(Dataset entries)

• • • • •

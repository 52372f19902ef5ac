//! Spatial edge (boundary) behavior for lattice backends.

/// How a lattice space measures distance across its edges.
///
/// # Examples
///
/// ```
/// use shoal_space::{Square4, EdgeBehavior, Space};
///
/// let corner: shoal_core::Coord = vec![0i32, 0].into();
/// let far: shoal_core::Coord = vec![0i32, 9].into();
///
/// let bounded = Square4::new(10, 10, EdgeBehavior::Absorb).unwrap();
/// assert_eq!(bounded.distance(&corner, &far), 9.0);
///
/// // Wrap: the grid is a torus, so the far column is one step away.
/// let torus = Square4::new(10, 10, EdgeBehavior::Wrap).unwrap();
/// assert_eq!(torus.distance(&corner, &far), 1.0);
/// ```
#[derive(Clone, Copy, Debug, PartialEq, Eq, Hash)]
pub enum EdgeBehavior {
    /// The grid ends at its border.
    Absorb,
    /// Periodic boundary: opposite edges are adjacent.
    Wrap,
}
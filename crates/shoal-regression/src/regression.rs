//! The [`Regression`] trait.
//!
//! A regression strategy is an online learner: it absorbs observations
//! one at a time and answers value queries at any moment in between.
//! Strategies are selected at configuration time and stored as
//! `Box<dyn Regression>`.

use shoal_core::{
    CancelHandle, Coord, Observation, ParameterError, RegressionError, Scheduler, TickId,
};
use std::borrow::Cow;

/// An online spatial regression strategy.
///
/// # Contract
///
/// - `predict()` is side-effect free. `NaN` means "no prediction
///   available"; it is never an error and never a panic.
/// - `observe()` mutates in place. Only numeric instability and arity
///   violations are reported as `Err`, and a failed update leaves the
///   previous state intact.
/// - `parameters()` and `set_parameters()` share one fixed length and
///   order. `set_parameters(&parameters())` does not change subsequent
///   predictions.
/// - Strategies with periodic work register it in `on_start()` and
///   cancel it in `on_stop()`. The owner routes due handles to
///   `on_scheduled()`.
///
/// # Examples
///
/// A strategy that predicts the last value it saw:
///
/// ```
/// use std::borrow::Cow;
/// use shoal_core::{Coord, Observation, ParameterError, RegressionError};
/// use shoal_regression::Regression;
/// use shoal_regression::params::check_length;
///
/// struct LastValue(f64);
///
/// impl Regression for LastValue {
///     fn name(&self) -> &str { "last_value" }
///
///     fn predict(&self, _coord: &Coord, _time: f64) -> f64 { self.0 }
///
///     fn observe(&mut self, obs: &Observation) -> Result<(), RegressionError> {
///         self.0 = obs.value;
///         Ok(())
///     }
///
///     fn parameters(&self) -> Vec<f64> { Vec::new() }
///
///     fn set_parameters(&mut self, values: &[f64]) -> Result<(), ParameterError> {
///         check_length(0, values.len())
///     }
///
///     fn parameter_names(&self) -> Vec<Cow<'static, str>> { Vec::new() }
/// }
///
/// let mut r = LastValue(f64::NAN);
/// r.observe(&Observation::at(0, 0, 0.0, 3.0)).unwrap();
/// assert_eq!(r.predict(&vec![5, 5].into(), 10.0), 3.0);
/// ```
pub trait Regression: Send {
    /// Short strategy name, used in logs and parameter snapshots.
    fn name(&self) -> &str;

    /// Predicted value at `coord` and `time`.
    fn predict(&self, coord: &Coord, time: f64) -> f64;

    /// Absorb one observation.
    fn observe(&mut self, observation: &Observation) -> Result<(), RegressionError>;

    /// The tunable hyperparameters as a flat vector in a fixed order.
    fn parameters(&self) -> Vec<f64>;

    /// Replace every tunable hyperparameter.
    ///
    /// Rejects a vector whose length differs from `parameters().len()`
    /// and any entry outside its domain. On error nothing is changed.
    fn set_parameters(&mut self, values: &[f64]) -> Result<(), ParameterError>;

    /// One label per entry of `parameters()`.
    fn parameter_names(&self) -> Vec<Cow<'static, str>>;

    /// Register periodic work with the scheduler.
    ///
    /// Returns the handle of the registered callback, if any.
    fn on_start(&mut self, scheduler: &mut dyn Scheduler) -> Option<CancelHandle> {
        let _ = scheduler;
        None
    }

    /// Run the periodic work registered under `handle`.
    fn on_scheduled(&mut self, handle: CancelHandle, now: TickId) {
        let _ = (handle, now);
    }

    /// Cancel everything registered in `on_start()`.
    fn on_stop(&mut self, scheduler: &mut dyn Scheduler) {
        let _ = scheduler;
    }
}

impl<R: Regression + ?Sized> Regression for Box<R> {
    fn name(&self) -> &str {
        (**self).name()
    }

    fn predict(&self, coord: &Coord, time: f64) -> f64 {
        (**self).predict(coord, time)
    }

    fn observe(&mut self, observation: &Observation) -> Result<(), RegressionError> {
        (**self).observe(observation)
    }

    fn parameters(&self) -> Vec<f64> {
        (**self).parameters()
    }

    fn set_parameters(&mut self, values: &[f64]) -> Result<(), ParameterError> {
        (**self).set_parameters(values)
    }

    fn parameter_names(&self) -> Vec<Cow<'static, str>> {
        (**self).parameter_names()
    }

    fn on_start(&mut self, scheduler: &mut dyn Scheduler) -> Option<CancelHandle> {
        (**self).on_start(scheduler)
    }

    fn on_scheduled(&mut self, handle: CancelHandle, now: TickId) {
        (**self).on_scheduled(handle, now)
    }

    fn on_stop(&mut self, scheduler: &mut dyn Scheduler) {
        (**self).on_stop(scheduler)
    }
}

• • • • •

• Exercise prompt
An exact copy of every line above is what this asks for.

• Response area
repository 52372f19902ef5ac
//! Spatial edge (boundary) behavior for lattice backends.

/// How a lattice space measures distance across its edges.
///
/// # Examples
///
/// ```
/// use shoal_space::{Square4, EdgeBehavior, Space};
///
/// let corner: shoal_core::Coord = vec![0i32, 0].into();
/// let far: shoal_core::Coord = vec![0i32, 9].into();
///
/// let bounded = Square4::new(10, 10, EdgeBehavior::Absorb).unwrap();
/// assert_eq!(bounded.distance(&corner, &far), 9.0);
///
/// // Wrap: the grid is a torus, so the far column is one step away.
/// let torus = Square4::new(10, 10, EdgeBehavior::Wrap).unwrap();
/// assert_eq!(torus.distance(&corner, &far), 1.0);
/// ```
#[derive(Clone, Copy, Debug, PartialEq, Eq, Hash)]
pub enum EdgeBehavior {
    /// The grid ends at its border.
    Absorb,
    /// Periodic boundary: opposite edges are adjacent.
    Wrap,
}
filename crates/shoal-regression/src/regression.rs
//! The [`Regression`] trait.
//!
//! A regression strategy is an online learner: it absorbs observations
//! one at a time and answers value queries at any moment in between.
//! Strategies are selected at configuration time and stored as
//! `Box<dyn Regression>`.

use shoal_core::{
    CancelHandle, Coord, Observation, ParameterError, RegressionError, Scheduler, TickId,
};
use std::borrow::Cow;

/// An online spatial regression strategy.
///
/// # Contract
///
/// - `predict()` is side-effect free. `NaN` means "no prediction
///   available"; it is never an error and never a panic.
/// - `observe()` mutates in place. Only numeric instability and arity
///   violations are reported as `Err`, and a failed update leaves the
///   previous state intact.
/// - `parameters()` and `set_parameters()` share one fixed length and
///   order. `set_parameters(&parameters())` does not change subsequent
///   predictions.
/// - Strategies with periodic work register it in `on_start()` and
///   cancel it in `on_stop()`. The owner routes due handles to
///   `on_scheduled()`.
///
/// # Examples
///
/// A strategy that predicts the last value it saw:
///
/// ```
/// use std::borrow::Cow;
/// use shoal_core::{Coord, Observation, ParameterError, RegressionError};
/// use shoal_regression::Regression;
/// use shoal_regression::params::check_length;
///
/// struct LastValue(f64);
///
/// impl Regression for LastValue {
///     fn name(&self) -> &str { "last_value" }
///
///     fn predict(&self, _coord: &Coord, _time: f64) -> f64 { self.0 }
///
///     fn observe(&mut self, obs: &Observation) -> Result<(), RegressionError> {
///         self.0 = obs.value;
///         Ok(())
///     }
///
///     fn parameters(&self) -> Vec<f64> { Vec::new() }
///
///     fn set_parameters(&mut self, values: &[f64]) -> Result<(), ParameterError> {
///         check_length(0, values.len())
///     }
///
///     fn parameter_names(&self) -> Vec<Cow<'static, str>> { Vec::new() }
/// }
///
/// let mut r = LastValue(f64::NAN);
/// r.observe(&Observation::at(0, 0, 0.0, 3.0)).unwrap();
/// assert_eq!(r.predict(&vec![5, 5].into(), 10.0), 3.0);
/// ```
pub trait Regression: Send {
    /// Short strategy name, used in logs and parameter snapshots.
    fn name(&self) -> &str;

    /// Predicted value at `coord` and `time`.
    fn predict(&self, coord: &Coord, time: f64) -> f64;

    /// Absorb one observation.
    fn observe(&mut self, observation: &Observation) -> Result<(), RegressionError>;

    /// The tunable hyperparameters as a flat vector in a fixed order.
    fn parameters(&self) -> Vec<f64>;

    /// Replace every tunable hyperparameter.
    ///
    /// Rejects a vector whose length differs from `parameters().len()`
    /// and any entry outside its domain. On error nothing is changed.
    fn set_parameters(&mut self, values: &[f64]) -> Result<(), ParameterError>;

    /// One label per entry of `parameters()`.
    fn parameter_names(&self) -> Vec<Cow<'static, str>>;

    /// Register periodic work with the scheduler.
    ///
    /// Returns the handle of the registered callback, if any.
    fn on_start(&mut self, scheduler: &mut dyn Scheduler) -> Option<CancelHandle> {
        let _ = scheduler;
        None
    }

    /// Run the periodic work registered under `handle`.
    fn on_scheduled(&mut self, handle: CancelHandle, now: TickId) {
        let _ = (handle, now);
    }

    /// Cancel everything registered in `on_start()`.
    fn on_stop(&mut self, scheduler: &mut dyn Scheduler) {
        let _ = scheduler;
    }
}

impl<R: Regression + ?Sized> Regression for Box<R> {
    fn name(&self) -> &str {
        (**self).name()
    }

    fn predict(&self, coord: &Coord, time: f64) -> f64 {
        (**self).predict(coord, time)
    }

    fn observe(&mut self, observation: &Observation) -> Result<(), RegressionError> {
        (**self).observe(observation)
    }

    fn parameters(&self) -> Vec<f64> {
        (**self).parameters()
    }

    fn set_parameters(&mut self, values: &[f64]) -> Result<(), ParameterError> {
        (**self).set_parameters(values)
    }

    fn parameter_names(&self) -> Vec<Cow<'static, str>> {
        (**self).parameter_names()
    }

    fn on_start(&mut self, scheduler: &mut dyn Scheduler) -> Option<CancelHandle> {
        (**self).on_start(scheduler)
    }

    fn on_scheduled(&mut self, handle: CancelHandle, now: TickId) {
        (**self).on_scheduled(handle, now)
    }

    fn on_stop(&mut self, scheduler: &mut dyn Scheduler) {
        (**self).on_stop(scheduler)
    }
}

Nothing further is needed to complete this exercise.